Assignment
In the entries that follow, how many lines contain "filter"? Please reply with only the number.

=== Source material ===

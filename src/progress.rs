//! Run and command progress reporting.
//!
//! Reports observable progress during `dgx run` and the review/export
//! commands so users see which chunks are in flight, how many files are done,
//! and how a bulk command ended. Progress is emitted on **stderr** so stdout
//! remains parseable for scripts. Diagnostics go through `tracing`, not here.

use std::io::Write;

use crate::models::{JobPhase, StatusCount};
use crate::status::AggregateStatus;

/// A single progress event.
#[derive(Clone, Debug)]
pub enum ProgressEvent {
    /// A detection job was created for a chunk.
    ChunkSubmitted { chunk: usize, job_id: u64, files: usize },
    /// A chunk matched a job that was still running, so polling resumed.
    ChunkResumed { chunk: usize, job_id: u64 },
    /// A non-terminal poll result.
    JobProgress { job_id: u64, count: StatusCount },
    /// The job reached a terminal state (or stalled).
    JobFinished {
        job_id: u64,
        phase: JobPhase,
        failed_files: usize,
        stalled: bool,
    },
    /// Aggregate snapshot over every job of the workflow.
    Status {
        status: AggregateStatus,
        percent: u8,
        count: StatusCount,
    },
    /// Export job state change for one file.
    Export { file_id: u64, status: String },
    /// Single outcome notification of a bulk command.
    Notification { success: bool, message: String },
}

/// Reports progress. Implementations write to stderr (human or JSON).
pub trait ProgressReporter: Send + Sync {
    fn report(&self, event: ProgressEvent);
}

/// Human-friendly progress on stderr: "job 1042  running  12 / 50 files".
pub struct StderrProgress;

impl ProgressReporter for StderrProgress {
    fn report(&self, event: ProgressEvent) {
        let line = match &event {
            ProgressEvent::ChunkSubmitted {
                chunk,
                job_id,
                files,
            } => format!(
                "chunk {}  submitted  job {} ({} files)\n",
                chunk + 1,
                job_id,
                format_number(*files as u64)
            ),
            ProgressEvent::ChunkResumed { chunk, job_id } => {
                format!("chunk {}  resumed  job {}\n", chunk + 1, job_id)
            }
            ProgressEvent::JobProgress { job_id, count } => format!(
                "job {}  running  {} / {} files\n",
                job_id,
                format_number((count.completed + count.failed) as u64),
                format_number(count.total() as u64)
            ),
            ProgressEvent::JobFinished {
                job_id,
                phase,
                failed_files,
                stalled,
            } => {
                if *stalled {
                    format!("job {}  still running, check back later\n", job_id)
                } else {
                    format!(
                        "job {}  {:?}  {} file(s) failed\n",
                        job_id, phase, failed_files
                    )
                    .to_lowercase()
                }
            }
            ProgressEvent::Status {
                status,
                percent,
                count,
            } => format!(
                "workflow  {}  {}%  ({} done, {} failed)\n",
                status.as_str(),
                percent,
                format_number(count.completed as u64),
                format_number(count.failed as u64)
            ),
            ProgressEvent::Export { file_id, status } => {
                format!("export {}  {}\n", file_id, status.to_lowercase())
            }
            ProgressEvent::Notification { success, message } => {
                let tag = if *success { "ok" } else { "error" };
                format!("{}: {}\n", tag, message)
            }
        };
        let _ = std::io::stderr().lock().write_all(line.as_bytes());
        let _ = std::io::stderr().lock().flush();
    }
}

/// Machine-readable progress: one JSON object per line on stderr.
pub struct JsonProgress;

impl JsonProgress {
    fn to_json(event: &ProgressEvent) -> serde_json::Value {
        match event {
            ProgressEvent::ChunkSubmitted {
                chunk,
                job_id,
                files,
            } => serde_json::json!({
                "event": "chunk_submitted",
                "chunk": chunk,
                "jobId": job_id,
                "files": files
            }),
            ProgressEvent::ChunkResumed { chunk, job_id } => serde_json::json!({
                "event": "chunk_resumed",
                "chunk": chunk,
                "jobId": job_id
            }),
            ProgressEvent::JobProgress { job_id, count } => serde_json::json!({
                "event": "job_progress",
                "jobId": job_id,
                "statusCount": count
            }),
            ProgressEvent::JobFinished {
                job_id,
                phase,
                failed_files,
                stalled,
            } => serde_json::json!({
                "event": "job_finished",
                "jobId": job_id,
                "phase": phase,
                "failedFiles": failed_files,
                "stalled": stalled
            }),
            ProgressEvent::Status {
                status,
                percent,
                count,
            } => serde_json::json!({
                "event": "status",
                "status": status,
                "percent": percent,
                "statusCount": count
            }),
            ProgressEvent::Export { file_id, status } => serde_json::json!({
                "event": "export",
                "fileId": file_id,
                "status": status
            }),
            ProgressEvent::Notification { success, message } => serde_json::json!({
                "event": "notification",
                "success": success,
                "message": message
            }),
        }
    }
}

impl ProgressReporter for JsonProgress {
    fn report(&self, event: ProgressEvent) {
        if let Ok(line) = serde_json::to_string(&Self::to_json(&event)) {
            let _ = writeln!(std::io::stderr().lock(), "{}", line);
            let _ = std::io::stderr().lock().flush();
        }
    }
}

/// No-op reporter when progress is disabled.
pub struct NoProgress;

impl ProgressReporter for NoProgress {
    fn report(&self, _event: ProgressEvent) {}
}

fn format_number(n: u64) -> String {
    let s = n.to_string();
    let mut result = String::with_capacity(s.len() + (s.len() - 1) / 3);
    for (i, c) in s.chars().rev().enumerate() {
        if i > 0 && i % 3 == 0 {
            result.push(',');
        }
        result.push(c);
    }
    result.chars().rev().collect()
}

/// Progress mode for the CLI: off, human (stderr), or JSON (stderr).
#[derive(Clone, Copy, Debug, Eq, PartialEq, clap::ValueEnum)]
pub enum ProgressMode {
    Auto,
    Off,
    Human,
    Json,
}

impl ProgressMode {
    /// `Auto` resolves to human progress when stderr is a TTY, otherwise off.
    pub fn resolve(self) -> Self {
        match self {
            ProgressMode::Auto if atty::is(atty::Stream::Stderr) => ProgressMode::Human,
            ProgressMode::Auto => ProgressMode::Off,
            other => other,
        }
    }

    pub fn reporter(&self) -> Box<dyn ProgressReporter> {
        match self.resolve() {
            ProgressMode::Human => Box::new(StderrProgress),
            ProgressMode::Json => Box::new(JsonProgress),
            ProgressMode::Off | ProgressMode::Auto => Box::new(NoProgress),
        }
    }
}

#[cfg(test)]
mod tests {
    use super::*;

    #[test]
    fn format_number_comma() {
        assert_eq!(format_number(0), "0");
        assert_eq!(format_number(999), "999");
        assert_eq!(format_number(1000), "1,000");
        assert_eq!(format_number(1_234_567), "1,234,567");
    }

    #[test]
    fn json_events_are_tagged() {
        let v = JsonProgress::to_json(&ProgressEvent::Status {
            status: AggregateStatus::Running,
            percent: 40,
            count: StatusCount {
                completed: 48,
                failed: 2,
                ..StatusCount::default()
            },
        });
        assert_eq!(v["event"], "status");
        assert_eq!(v["status"], "running");
        assert_eq!(v["statusCount"]["failed"], 2);
    }

    #[test]
    fn explicit_modes_do_not_consult_tty() {
        assert_eq!(ProgressMode::Json.resolve(), ProgressMode::Json);
        assert_eq!(ProgressMode::Off.resolve(), ProgressMode::Off);
    }
}
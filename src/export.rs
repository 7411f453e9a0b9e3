//! Per-file export ("convert to shareable image") jobs.
//!
//! Export jobs are independent of detection jobs: one job per file, each with
//! its own spawned poll task. Only confirmed annotations are baked into the
//! artifact, labelled with the referenced asset or file name. Submitting a
//! file whose export is still in flight returns the running job instead of
//! starting another.

use std::collections::{BTreeSet, HashMap};
use std::sync::{Arc, Mutex, MutexGuard};
use std::time::Duration;

use serde::Serialize;
use tokio::task::JoinHandle;
use tokio::time::Instant;
use tokio_util::sync::CancellationToken;

use crate::annotations::AnnotationStatus;
use crate::api::{fetch_tagged_annotations, DiagramApi};
use crate::config::PollingConfig;
use crate::error::{ApiError, PipelineError};
use crate::models::{
    bounding_box_to_vertices, ConvertItem, ConvertJobCreated, ConvertRequest, ExportAnnotation,
    ExportRegion, FileId, ResourceType,
};
use crate::poller::backoff;
use crate::progress::{NoProgress, ProgressEvent, ProgressReporter};

/// Label used when a referenced resource has no resolvable name.
pub const NO_LABEL: &str = "No label";

#[derive(Debug, Clone, Copy, PartialEq, Eq, Serialize)]
pub enum ExportStatus {
    Queued,
    Distributing,
    Distributed,
    Running,
    Collecting,
    Completed,
    Failed,
}

impl ExportStatus {
    /// Unknown service states are treated as still running.
    pub fn parse(s: &str) -> Self {
        match s.to_ascii_lowercase().as_str() {
            "queued" => ExportStatus::Queued,
            "distributing" => ExportStatus::Distributing,
            "distributed" => ExportStatus::Distributed,
            "collecting" => ExportStatus::Collecting,
            "completed" => ExportStatus::Completed,
            "failed" => ExportStatus::Failed,
            _ => ExportStatus::Running,
        }
    }

    pub fn is_terminal(&self) -> bool {
        matches!(self, ExportStatus::Completed | ExportStatus::Failed)
    }
}

/// What a caller needs to render an export.
#[derive(Debug, Clone, PartialEq, Eq, Serialize)]
#[serde(rename_all = "camelCase", tag = "state")]
pub enum ExportView {
    InProgress,
    Ready { svg_id: u64 },
    Failed { message: String },
}

#[derive(Debug, Clone, PartialEq, Serialize)]
#[serde(rename_all = "camelCase")]
pub struct ExportJob {
    pub file_id: FileId,
    pub job_id: Option<u64>,
    pub status: ExportStatus,
    pub converted_file_id: Option<u64>,
    pub error_message: Option<String>,
    /// Polling gave up before a terminal state; a new submit is allowed.
    pub stalled: bool,
}

impl ExportJob {
    fn pending(file_id: FileId) -> Self {
        Self {
            file_id,
            job_id: None,
            status: ExportStatus::Queued,
            converted_file_id: None,
            error_message: None,
            stalled: false,
        }
    }

    fn in_flight(&self) -> bool {
        !self.status.is_terminal() && !self.stalled
    }

    pub fn view(&self) -> ExportView {
        match self.status {
            ExportStatus::Completed => match self.converted_file_id {
                Some(svg_id) => ExportView::Ready { svg_id },
                None => ExportView::Failed {
                    message: "export finished without an artifact".to_string(),
                },
            },
            ExportStatus::Failed => ExportView::Failed {
                message: self
                    .error_message
                    .clone()
                    .unwrap_or_else(|| "export failed".to_string()),
            },
            _ => ExportView::InProgress,
        }
    }
}

#[derive(Debug, Clone, Copy, PartialEq, Eq)]
pub enum ExportSubmission {
    Started(u64),
    /// An export for this file was already running; nothing was submitted.
    InFlight(Option<u64>),
}

type JobTable = Arc<Mutex<HashMap<FileId, ExportJob>>>;

fn table(jobs: &JobTable) -> MutexGuard<'_, HashMap<FileId, ExportJob>> {
    jobs.lock().unwrap_or_else(|e| e.into_inner())
}

pub struct ExportJobOrchestrator {
    api: Arc<dyn DiagramApi>,
    polling: PollingConfig,
    prefix: Option<String>,
    jobs: JobTable,
    tasks: Mutex<HashMap<FileId, JoinHandle<()>>>,
    cancel: CancellationToken,
    progress: Arc<dyn ProgressReporter>,
}

impl ExportJobOrchestrator {
    pub fn new(api: Arc<dyn DiagramApi>, polling: PollingConfig) -> Self {
        Self {
            api,
            polling,
            prefix: None,
            jobs: Arc::new(Mutex::new(HashMap::new())),
            tasks: Mutex::new(HashMap::new()),
            cancel: CancellationToken::new(),
            progress: Arc::new(NoProgress),
        }
    }

    /// Name prefix for exported artifacts.
    pub fn with_prefix(mut self, prefix: Option<String>) -> Self {
        self.prefix = prefix;
        self
    }

    pub fn with_progress(mut self, progress: Arc<dyn ProgressReporter>) -> Self {
        self.progress = progress;
        self
    }

    pub fn job(&self, file_id: FileId) -> Option<ExportJob> {
        table(&self.jobs).get(&file_id).cloned()
    }

    /// Confirmed annotations of a file, ready to bake into an artifact.
    pub async fn payload(&self, file_id: FileId) -> Result<ConvertItem, ApiError> {
        let confirmed: Vec<_> = fetch_tagged_annotations(self.api.as_ref(), file_id)
            .await?
            .into_iter()
            .filter(|a| a.status() == AnnotationStatus::Confirmed)
            .collect();

        let mut ids: HashMap<ResourceType, BTreeSet<u64>> = HashMap::new();
        for a in &confirmed {
            if let (Some(rt), Some(id)) = (a.resource_type(), a.resource_ref().and_then(|r| r.id)) {
                ids.entry(rt).or_default().insert(id);
            }
        }
        let mut names: HashMap<(ResourceType, u64), String> = HashMap::new();
        for (rt, set) in &ids {
            let wanted: Vec<u64> = set.iter().copied().collect();
            for (id, name) in self.api.resource_names(*rt, &wanted).await? {
                names.insert((*rt, id), name);
            }
        }

        let annotations = confirmed
            .iter()
            .map(|a| {
                let text = a
                    .resource_type()
                    .zip(a.resource_ref().and_then(|r| r.id))
                    .and_then(|key| names.get(&key).cloned())
                    .unwrap_or_else(|| NO_LABEL.to_string());
                ExportAnnotation {
                    text,
                    region: ExportRegion {
                        shape: "rectangle".to_string(),
                        vertices: bounding_box_to_vertices(&a.bounding_box()),
                        page: a.page(),
                    },
                }
            })
            .collect();
        Ok(ConvertItem {
            file_id,
            annotations,
        })
    }

    async fn create(&self, file_id: FileId) -> Result<ConvertJobCreated, ApiError> {
        let item = self.payload(file_id).await?;
        let request = ConvertRequest {
            diagrams: vec![item],
            prefix: self.prefix.clone(),
        };
        self.api.submit_convert(&request).await
    }

    /// Start an export for `file_id` unless one is already in flight.
    pub async fn submit(&self, file_id: FileId) -> Result<ExportSubmission, PipelineError> {
        {
            let mut jobs = table(&self.jobs);
            if let Some(existing) = jobs.get(&file_id).filter(|j| j.in_flight()) {
                tracing::debug!(file_id, "export already in flight");
                return Ok(ExportSubmission::InFlight(existing.job_id));
            }
            jobs.insert(file_id, ExportJob::pending(file_id));
        }

        let job_id = match self.create(file_id).await {
            Ok(c) => c.job_id,
            Err(source) => {
                table(&self.jobs).remove(&file_id);
                return Err(PipelineError::Export { file_id, source });
            }
        };
        if let Some(job) = table(&self.jobs).get_mut(&file_id) {
            job.job_id = Some(job_id);
        }
        tracing::info!(file_id, job_id, "export job submitted");
        self.progress.report(ProgressEvent::Export {
            file_id,
            status: "Queued".to_string(),
        });

        let handle = tokio::spawn(poll_export(
            self.api.clone(),
            self.jobs.clone(),
            self.polling.clone(),
            self.cancel.child_token(),
            self.progress.clone(),
            file_id,
            job_id,
        ));
        let mut tasks = self.tasks.lock().unwrap_or_else(|e| e.into_inner());
        tasks.insert(file_id, handle);
        Ok(ExportSubmission::Started(job_id))
    }

    /// Wait for the file's poll task to end and return the final job state.
    pub async fn wait(&self, file_id: FileId) -> Option<ExportJob> {
        let handle = self
            .tasks
            .lock()
            .unwrap_or_else(|e| e.into_inner())
            .remove(&file_id);
        if let Some(h) = handle {
            if let Err(e) = h.await {
                tracing::warn!(file_id, error = %e, "export poll task ended abnormally");
            }
        }
        self.job(file_id)
    }

    /// Stop every poll task. Job states are left as last observed.
    pub fn shutdown(&self) {
        self.cancel.cancel();
    }
}

impl Drop for ExportJobOrchestrator {
    fn drop(&mut self) {
        self.cancel.cancel();
    }
}

async fn poll_export(
    api: Arc<dyn DiagramApi>,
    jobs: JobTable,
    config: PollingConfig,
    cancel: CancellationToken,
    progress: Arc<dyn ProgressReporter>,
    file_id: FileId,
    job_id: u64,
) {
    let deadline = Instant::now() + config.timeout();
    let mut failures: u32 = 0;
    let mut last = ExportStatus::Queued;

    loop {
        let wait = match api.convert_status(job_id, file_id).await {
            Ok(item) => {
                failures = 0;
                let status = ExportStatus::parse(&item.status);
                {
                    let mut t = table(&jobs);
                    if let Some(job) = t.get_mut(&file_id) {
                        job.status = status;
                        job.converted_file_id = item.svg_id.or(job.converted_file_id);
                        job.error_message = item.error_message.clone();
                    }
                }
                if status != last {
                    progress.report(ProgressEvent::Export {
                        file_id,
                        status: item.status.clone(),
                    });
                    last = status;
                }
                if status.is_terminal() {
                    tracing::info!(file_id, job_id, ?status, "export job finished");
                    return;
                }
                config.interval()
            }
            Err(e) => {
                failures += 1;
                let delay = backoff(config.interval(), config.max_backoff(), failures);
                tracing::warn!(file_id, job_id, error = %e, "export poll failed");
                delay
            }
        };

        if Instant::now() + wait > deadline {
            {
                let mut t = table(&jobs);
                if let Some(job) = t.get_mut(&file_id) {
                    job.stalled = true;
                }
            }
            tracing::warn!(file_id, job_id, "export still running, giving up polling");
            return;
        }
        tokio::select! {
            _ = cancel.cancelled() => return,
            _ = tokio::time::sleep(wait.max(Duration::from_millis(1))) => {}
        }
    }
}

===

Task result
2